Eowyn spoke nothing when she reentered the common room where many a fine friend was seated. She was mostly full from some walnut puree anyway, although she couldn't quite remember where the puree had come from. She didn't even mutter a word when Sam eagerly pulled at her dress, begging for a franc to feed his daughter Cosette. No, it wasn't until she stumbled upon Elrond, who sat laughing gaily at his own hands when she quietly spoke.
"Just how many condoms did you obtain from the machine?" she asked sweetly, as if speaking to a disabled child.
"Oh the love! Twenty-five shillings....and a twinkle of a babe's eye!" he replied merrily, swinging his condom-covered fingers like a conductor. "A BABE'S EYE."
"Those were expensive!" Eowyn hissed and snatched away several unopened grape ones.
"Why don't you put them to good use then?" mumbled Aragorn from a darkened corner.
Eowyn blushed and gave her usual fake-ass laugh. "Hahahahohohoh!(rasp)ha."

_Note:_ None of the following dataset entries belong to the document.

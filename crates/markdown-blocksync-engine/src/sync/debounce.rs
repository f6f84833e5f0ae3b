//! Time source and the reschedulable diff timer.
//!
//! The engine owns no thread. A timer is just a deadline plus the baseline
//! captured when its burst began; whoever drives the engine checks the
//! deadline against a `Clock`.

use std::fmt;
use std::sync::{Arc, Mutex};
use std::time::{Duration, Instant};

use super::confirm::{IdMapping, Rekey};
use super::snapshot::Snapshot;

pub trait Clock: Send + Sync + fmt::Debug {
    fn now(&self) -> Instant;
}

#[derive(Debug, Default, Clone, Copy)]
pub struct SystemClock;

impl Clock for SystemClock {
    fn now(&self) -> Instant {
        Instant::now()
    }
}

/// Clock that only moves when told to. Clones share the same time.
#[derive(Debug, Clone)]
pub struct ManualClock {
    now: Arc<Mutex<Instant>>,
}

impl ManualClock {
    pub fn new() -> Self {
        Self {
            now: Arc::new(Mutex::new(Instant::now())),
        }
    }

    pub fn advance(&self, by: Duration) {
        let mut now = self.now.lock().unwrap_or_else(|e| e.into_inner());
        *now += by;
    }
}

impl Default for ManualClock {
    fn default() -> Self {
        Self::new()
    }
}

impl Clock for ManualClock {
    fn now(&self) -> Instant {
        *self.now.lock().unwrap_or_else(|e| e.into_inner())
    }
}

/// A scheduled diff. Extending it moves the deadline but never the captured
/// burst baseline.
#[derive(Debug, Clone)]
pub struct DiffTimer {
    deadline: Instant,
    burst_baseline: Arc<Snapshot>,
}

impl DiffTimer {
    pub fn start(now: Instant, delay: Duration, burst_baseline: Arc<Snapshot>) -> Self {
        Self {
            deadline: now + delay,
            burst_baseline,
        }
    }

    pub fn extend(&mut self, now: Instant, delay: Duration) {
        self.deadline = now + delay;
    }

    pub fn is_due(&self, now: Instant) -> bool {
        now >= self.deadline
    }

    pub fn burst_baseline(&self) -> &Snapshot {
        &self.burst_baseline
    }
}

impl Rekey for DiffTimer {
    fn rekey(&mut self, mapping: &IdMapping) {
        self.burst_baseline = Arc::new(self.burst_baseline.rekeyed(mapping));
    }
}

Everyone in the room sighed, obviously annoyed. Merry shook his head in a condemning of Eowyn, and then turned back to stroking his dear Pippin's calves. Gimli watched with unbridled lust.
"Lord Aragorn...what ever is the matter?" she questioned softly, picking a fish bone out of her teeth.
Aragorn glanced around nervously. Legolas and Gandalf weren't around; they had gone outside to challenge each other to peeing contests. Maybe he had a chance to speak out against the intolerable cruelty that had been so unwittingly thrust upon him...
"Legolas waved his chenille loin cloth before my very eyes! It waggled to and fro like the very leafy trees of Gondor caught in a tempest's breath!" His eyes became wide like so many interstate highways.
"Oh my poor, poor man..." Eoywn cooed, and stroked Gimli's head instead. Gimli looked up at her anxiously.
"Is Sparky dead, mother?" he asked frightfully, and Eowyn only hugged him tighter.
From across the room Frodo surveyed the scene in wonder. Inspired by Eowyn's compassion, he did an interpretive dance, shed a single tear and licked a fluff off the floor. Elrond laughed heartily and broke wind. From the darkened left hand corner, Aragorn huffed. Trying to be discreet as possible, he slipped into a manhole and closed the lid. Safe within the Rohan sewers, he dialed on his cell phone.
"Arwen, baby...where are ya? The Armani Exchange? No, no honey everything's fine. I'm just trippin' a little, you know what I mean? Yeah. Come over and give daddy some lovin'. Bring Gladdy too."
He ended the call with a whistle, and seeing as no one was around, chased a frog into a rainbow culvert.
Above ground in the world where living things live, the so-called "party" continued. Eowyn sat on a windowsill, anxiously waiting for Santa Clause, with Elrond singing Christmas carols. Frodo and Sam had retired to a peaceful game of Swallow That Goldfish. Merry and Pippin were enjoying a séance over a half-eaten daffodil, and Gimli was nervously biting his nails, unsure as to whether or not he should become a pony.
From the cold wintry outside, Legolas and Gandalf strode in, laughing heavily with snowy bliss.
"Hoho, Legolas, the urine of old is no match for the urine of the cunning!" Gandalf boomed, the ceilings bending and the lights dimming.
Legolas shot Gandalf a shy glance and whispered, "You always were a pee-er of champions."
Gandalf only nodded solemnly, for he was experiencing a minor hot flash. Eowyn turned to both of them and opened her mouth to wish them a great return. "I hope.."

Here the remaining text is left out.